(Extracted records):
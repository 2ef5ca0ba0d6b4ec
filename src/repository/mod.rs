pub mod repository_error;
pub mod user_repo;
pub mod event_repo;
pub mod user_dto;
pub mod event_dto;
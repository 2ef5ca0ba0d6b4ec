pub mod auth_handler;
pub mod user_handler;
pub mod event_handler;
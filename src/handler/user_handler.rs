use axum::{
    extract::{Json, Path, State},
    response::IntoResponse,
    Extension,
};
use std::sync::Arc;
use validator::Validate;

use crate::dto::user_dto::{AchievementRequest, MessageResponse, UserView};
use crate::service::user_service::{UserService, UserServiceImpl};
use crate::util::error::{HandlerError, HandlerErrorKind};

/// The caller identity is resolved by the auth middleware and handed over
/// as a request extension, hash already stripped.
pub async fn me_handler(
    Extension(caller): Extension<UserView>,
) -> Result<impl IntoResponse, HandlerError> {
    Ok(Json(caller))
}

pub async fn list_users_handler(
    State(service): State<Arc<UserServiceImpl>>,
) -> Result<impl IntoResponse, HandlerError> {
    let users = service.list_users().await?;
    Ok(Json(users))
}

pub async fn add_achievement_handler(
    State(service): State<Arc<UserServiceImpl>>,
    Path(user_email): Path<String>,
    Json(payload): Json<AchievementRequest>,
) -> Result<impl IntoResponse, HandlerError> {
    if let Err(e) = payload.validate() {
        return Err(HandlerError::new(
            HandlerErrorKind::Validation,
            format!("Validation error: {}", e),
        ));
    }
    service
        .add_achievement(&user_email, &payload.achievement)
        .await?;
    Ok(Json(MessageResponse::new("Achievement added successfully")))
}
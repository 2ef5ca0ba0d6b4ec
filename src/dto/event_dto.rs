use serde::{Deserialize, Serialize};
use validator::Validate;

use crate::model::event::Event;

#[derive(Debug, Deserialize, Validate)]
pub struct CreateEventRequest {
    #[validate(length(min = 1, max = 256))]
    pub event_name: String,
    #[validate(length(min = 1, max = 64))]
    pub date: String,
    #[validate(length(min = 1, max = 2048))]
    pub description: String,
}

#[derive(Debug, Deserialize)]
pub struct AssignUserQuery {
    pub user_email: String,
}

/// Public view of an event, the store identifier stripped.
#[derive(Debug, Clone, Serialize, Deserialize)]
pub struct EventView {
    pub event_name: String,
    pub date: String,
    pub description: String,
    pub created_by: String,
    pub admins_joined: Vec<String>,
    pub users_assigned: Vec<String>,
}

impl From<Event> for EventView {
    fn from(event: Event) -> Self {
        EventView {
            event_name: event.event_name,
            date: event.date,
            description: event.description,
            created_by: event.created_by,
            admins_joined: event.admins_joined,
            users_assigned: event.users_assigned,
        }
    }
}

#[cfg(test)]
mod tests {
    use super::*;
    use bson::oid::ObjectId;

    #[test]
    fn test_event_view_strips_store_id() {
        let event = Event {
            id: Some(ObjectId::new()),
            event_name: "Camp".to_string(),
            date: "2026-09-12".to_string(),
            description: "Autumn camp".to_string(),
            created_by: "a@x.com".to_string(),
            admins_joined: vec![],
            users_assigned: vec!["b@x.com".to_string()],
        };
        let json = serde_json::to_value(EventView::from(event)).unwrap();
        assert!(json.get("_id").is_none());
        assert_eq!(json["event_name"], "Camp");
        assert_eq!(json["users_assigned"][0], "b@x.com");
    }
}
==
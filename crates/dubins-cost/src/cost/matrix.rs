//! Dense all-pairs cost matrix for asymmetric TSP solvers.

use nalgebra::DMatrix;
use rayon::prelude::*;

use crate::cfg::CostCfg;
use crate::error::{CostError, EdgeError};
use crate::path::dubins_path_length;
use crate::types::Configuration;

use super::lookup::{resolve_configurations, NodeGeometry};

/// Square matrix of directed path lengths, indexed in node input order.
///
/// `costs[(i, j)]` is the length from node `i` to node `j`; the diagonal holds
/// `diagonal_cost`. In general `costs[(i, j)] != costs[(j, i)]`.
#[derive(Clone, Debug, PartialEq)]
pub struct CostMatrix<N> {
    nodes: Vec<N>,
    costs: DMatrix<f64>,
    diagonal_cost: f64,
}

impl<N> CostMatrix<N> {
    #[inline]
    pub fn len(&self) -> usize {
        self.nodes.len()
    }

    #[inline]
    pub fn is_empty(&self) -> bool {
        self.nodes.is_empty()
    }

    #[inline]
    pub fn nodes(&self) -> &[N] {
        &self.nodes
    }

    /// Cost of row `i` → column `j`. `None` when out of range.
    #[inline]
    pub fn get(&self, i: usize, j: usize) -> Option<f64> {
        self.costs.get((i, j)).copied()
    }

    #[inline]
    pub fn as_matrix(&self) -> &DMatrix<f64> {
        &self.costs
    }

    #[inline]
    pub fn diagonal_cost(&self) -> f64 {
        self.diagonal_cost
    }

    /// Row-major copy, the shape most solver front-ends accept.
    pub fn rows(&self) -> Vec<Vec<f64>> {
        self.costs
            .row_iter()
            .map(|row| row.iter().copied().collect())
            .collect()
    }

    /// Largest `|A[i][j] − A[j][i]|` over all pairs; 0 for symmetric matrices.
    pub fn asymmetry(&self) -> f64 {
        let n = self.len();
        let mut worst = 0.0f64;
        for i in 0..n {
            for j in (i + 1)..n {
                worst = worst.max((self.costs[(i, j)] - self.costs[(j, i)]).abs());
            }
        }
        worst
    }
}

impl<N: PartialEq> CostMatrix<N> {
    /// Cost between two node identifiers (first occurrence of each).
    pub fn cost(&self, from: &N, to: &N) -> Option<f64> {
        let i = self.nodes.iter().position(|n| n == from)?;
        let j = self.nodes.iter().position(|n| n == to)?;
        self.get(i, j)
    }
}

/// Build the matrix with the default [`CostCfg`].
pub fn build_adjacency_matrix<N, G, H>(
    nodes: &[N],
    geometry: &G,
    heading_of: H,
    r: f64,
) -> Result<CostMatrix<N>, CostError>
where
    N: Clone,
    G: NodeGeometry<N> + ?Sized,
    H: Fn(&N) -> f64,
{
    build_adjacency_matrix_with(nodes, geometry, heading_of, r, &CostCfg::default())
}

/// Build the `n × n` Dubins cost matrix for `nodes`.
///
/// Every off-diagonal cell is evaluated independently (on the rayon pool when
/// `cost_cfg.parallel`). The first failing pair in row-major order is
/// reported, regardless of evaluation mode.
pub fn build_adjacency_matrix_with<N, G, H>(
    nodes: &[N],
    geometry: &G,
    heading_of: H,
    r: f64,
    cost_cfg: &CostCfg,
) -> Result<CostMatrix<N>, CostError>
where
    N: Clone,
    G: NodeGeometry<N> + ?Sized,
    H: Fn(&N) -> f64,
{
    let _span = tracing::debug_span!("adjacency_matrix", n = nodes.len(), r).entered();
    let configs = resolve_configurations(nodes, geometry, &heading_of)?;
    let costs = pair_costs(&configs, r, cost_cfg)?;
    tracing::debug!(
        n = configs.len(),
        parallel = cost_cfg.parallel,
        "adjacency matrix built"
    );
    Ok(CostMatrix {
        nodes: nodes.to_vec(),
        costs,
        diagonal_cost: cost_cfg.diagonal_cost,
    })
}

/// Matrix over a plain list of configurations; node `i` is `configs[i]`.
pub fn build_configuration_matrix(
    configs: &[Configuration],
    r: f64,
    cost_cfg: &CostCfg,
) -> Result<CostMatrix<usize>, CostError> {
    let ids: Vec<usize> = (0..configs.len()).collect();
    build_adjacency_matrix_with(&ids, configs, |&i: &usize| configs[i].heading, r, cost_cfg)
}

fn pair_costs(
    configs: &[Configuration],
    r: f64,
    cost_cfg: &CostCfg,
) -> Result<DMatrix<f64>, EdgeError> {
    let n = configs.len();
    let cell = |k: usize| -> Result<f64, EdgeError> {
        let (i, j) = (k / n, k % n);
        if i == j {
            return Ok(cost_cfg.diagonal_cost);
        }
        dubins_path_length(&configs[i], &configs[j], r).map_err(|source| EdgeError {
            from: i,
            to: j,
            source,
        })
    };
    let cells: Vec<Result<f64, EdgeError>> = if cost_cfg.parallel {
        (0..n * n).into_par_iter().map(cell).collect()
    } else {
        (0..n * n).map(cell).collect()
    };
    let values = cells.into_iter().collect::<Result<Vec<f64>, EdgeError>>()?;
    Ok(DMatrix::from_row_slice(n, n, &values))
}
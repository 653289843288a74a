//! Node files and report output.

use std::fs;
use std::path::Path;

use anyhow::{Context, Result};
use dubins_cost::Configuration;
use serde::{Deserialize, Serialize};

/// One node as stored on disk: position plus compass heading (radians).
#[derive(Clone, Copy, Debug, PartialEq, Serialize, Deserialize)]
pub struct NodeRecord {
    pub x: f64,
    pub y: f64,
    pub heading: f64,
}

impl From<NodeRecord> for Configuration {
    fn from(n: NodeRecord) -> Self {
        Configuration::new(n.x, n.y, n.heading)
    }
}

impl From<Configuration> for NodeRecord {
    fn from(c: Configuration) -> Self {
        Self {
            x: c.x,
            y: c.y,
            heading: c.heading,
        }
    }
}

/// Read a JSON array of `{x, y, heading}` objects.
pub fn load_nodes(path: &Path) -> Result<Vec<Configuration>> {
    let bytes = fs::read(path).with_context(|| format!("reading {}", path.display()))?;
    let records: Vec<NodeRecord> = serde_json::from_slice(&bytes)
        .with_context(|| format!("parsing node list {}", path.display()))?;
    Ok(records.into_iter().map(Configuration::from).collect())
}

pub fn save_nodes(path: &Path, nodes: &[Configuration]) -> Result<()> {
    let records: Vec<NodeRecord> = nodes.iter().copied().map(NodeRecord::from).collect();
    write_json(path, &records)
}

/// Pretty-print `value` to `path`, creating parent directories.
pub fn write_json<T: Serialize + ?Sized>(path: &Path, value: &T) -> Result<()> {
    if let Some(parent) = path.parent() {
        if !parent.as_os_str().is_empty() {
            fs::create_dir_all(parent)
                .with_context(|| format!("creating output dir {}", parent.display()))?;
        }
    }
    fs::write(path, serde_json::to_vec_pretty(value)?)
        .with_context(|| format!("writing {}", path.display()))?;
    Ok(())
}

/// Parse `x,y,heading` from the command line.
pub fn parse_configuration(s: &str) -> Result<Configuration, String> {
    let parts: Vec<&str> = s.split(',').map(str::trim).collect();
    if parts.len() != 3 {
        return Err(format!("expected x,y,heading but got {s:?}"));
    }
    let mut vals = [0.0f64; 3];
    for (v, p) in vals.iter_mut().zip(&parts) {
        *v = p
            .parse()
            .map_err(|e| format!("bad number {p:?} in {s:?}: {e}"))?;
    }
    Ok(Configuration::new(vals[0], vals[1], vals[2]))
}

(Problem to work on):
When a line among the entries contains "bytes", pull that line out.

(Task response):
    let bytes = fs::read(path).with_context(|| format!("reading {}", path.display()))?;
    let records: Vec<NodeRecord> = serde_json::from_slice(&bytes)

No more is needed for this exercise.